Dataset entries:
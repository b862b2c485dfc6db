use std::path::Path;

use quizdrop::export::build_printable;
use quizdrop::loader::load_payload;

#[test]
fn printable_covers_every_question_type() {
    let payload = load_payload(Path::new("tests/fixtures/sample_quiz.json")).unwrap();
    let text = build_printable(&payload);

    assert!(text.contains("# Unit 4 Review"));
    assert!(text.contains("Answer every question."));

    // All four questions appear, including the typing one the runner skips.
    assert!(text.contains("## Question 1"));
    assert!(text.contains("## Question 4"));
    assert!(text.contains("Describe the water cycle."));
    assert!(text.contains("Expected: evaporation, condensation, precipitation"));

    // The fill sentence has its blanks knocked out and keyed.
    assert!(text.contains("water ______ at one ______ degrees"));
    assert!(text.contains("Answers: boils, hundred"));

    // Matching pairs print with their answers.
    assert!(text.contains("2 -> two"));
}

What to produce
Find the word "water" in the data and copy out each line where it turns up.

Solution to the exercise
    assert!(text.contains("Describe the water cycle."));
    assert!(text.contains("water ______ at one ______ degrees"));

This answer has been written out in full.